**PROBLEM STATEMENT**
Below are records; please set down exactly the lines from the first through the one containing "self.entries.is_empty()".

[Records from a dataset]
▽
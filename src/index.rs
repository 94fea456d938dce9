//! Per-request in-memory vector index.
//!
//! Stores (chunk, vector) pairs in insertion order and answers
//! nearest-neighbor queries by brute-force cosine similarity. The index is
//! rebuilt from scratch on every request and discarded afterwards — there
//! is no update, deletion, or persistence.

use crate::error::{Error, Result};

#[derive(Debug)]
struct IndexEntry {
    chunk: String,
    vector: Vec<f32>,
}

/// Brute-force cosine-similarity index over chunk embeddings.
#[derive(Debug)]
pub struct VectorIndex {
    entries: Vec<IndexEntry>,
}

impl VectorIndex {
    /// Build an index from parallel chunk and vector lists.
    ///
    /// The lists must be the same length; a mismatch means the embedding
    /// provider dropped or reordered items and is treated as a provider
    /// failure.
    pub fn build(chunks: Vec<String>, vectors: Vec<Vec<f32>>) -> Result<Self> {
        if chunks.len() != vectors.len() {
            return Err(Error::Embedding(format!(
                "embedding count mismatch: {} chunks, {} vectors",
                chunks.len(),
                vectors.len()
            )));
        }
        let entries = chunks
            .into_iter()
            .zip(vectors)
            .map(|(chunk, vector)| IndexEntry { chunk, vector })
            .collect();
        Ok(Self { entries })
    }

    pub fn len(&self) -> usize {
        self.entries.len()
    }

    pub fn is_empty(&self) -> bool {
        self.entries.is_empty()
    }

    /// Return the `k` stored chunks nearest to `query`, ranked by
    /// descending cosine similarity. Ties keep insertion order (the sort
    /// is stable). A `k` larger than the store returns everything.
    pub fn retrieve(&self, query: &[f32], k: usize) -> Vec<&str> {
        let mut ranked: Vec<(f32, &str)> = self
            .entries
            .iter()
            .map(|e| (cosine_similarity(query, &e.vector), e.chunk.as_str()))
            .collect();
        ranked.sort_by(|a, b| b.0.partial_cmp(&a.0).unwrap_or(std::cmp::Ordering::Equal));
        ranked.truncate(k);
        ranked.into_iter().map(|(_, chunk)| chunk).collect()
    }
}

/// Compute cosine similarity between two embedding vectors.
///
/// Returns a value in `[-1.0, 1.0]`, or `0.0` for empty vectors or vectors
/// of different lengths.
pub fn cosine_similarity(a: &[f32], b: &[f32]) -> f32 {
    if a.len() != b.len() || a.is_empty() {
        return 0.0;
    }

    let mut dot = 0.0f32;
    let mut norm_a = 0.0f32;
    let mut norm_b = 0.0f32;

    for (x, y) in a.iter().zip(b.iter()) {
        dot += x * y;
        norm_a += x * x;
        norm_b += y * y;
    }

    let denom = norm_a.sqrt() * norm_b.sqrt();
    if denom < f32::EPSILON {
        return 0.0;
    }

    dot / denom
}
△
**RESPONSE TO THIS TASK**
filename src/index.rs
repository 94fea456d938dce9
//! Per-request in-memory vector index.
//!
//! Stores (chunk, vector) pairs in insertion order and answers
//! nearest-neighbor queries by brute-force cosine similarity. The index is
//! rebuilt from scratch on every request and discarded afterwards — there
//! is no update, deletion, or persistence.

use crate::error::{Error, Result};

#[derive(Debug)]
struct IndexEntry {
    chunk: String,
    vector: Vec<f32>,
}

/// Brute-force cosine-similarity index over chunk embeddings.
#[derive(Debug)]
pub struct VectorIndex {
    entries: Vec<IndexEntry>,
}

impl VectorIndex {
    /// Build an index from parallel chunk and vector lists.
    ///
    /// The lists must be the same length; a mismatch means the embedding
    /// provider dropped or reordered items and is treated as a provider
    /// failure.
    pub fn build(chunks: Vec<String>, vectors: Vec<Vec<f32>>) -> Result<Self> {
        if chunks.len() != vectors.len() {
            return Err(Error::Embedding(format!(
                "embedding count mismatch: {} chunks, {} vectors",
                chunks.len(),
                vectors.len()
            )));
        }
        let entries = chunks
            .into_iter()
            .zip(vectors)
            .map(|(chunk, vector)| IndexEntry { chunk, vector })
            .collect();
        Ok(Self { entries })
    }

    pub fn len(&self) -> usize {
        self.entries.len()
    }

    pub fn is_empty(&self) -> bool {
        self.entries.is_empty()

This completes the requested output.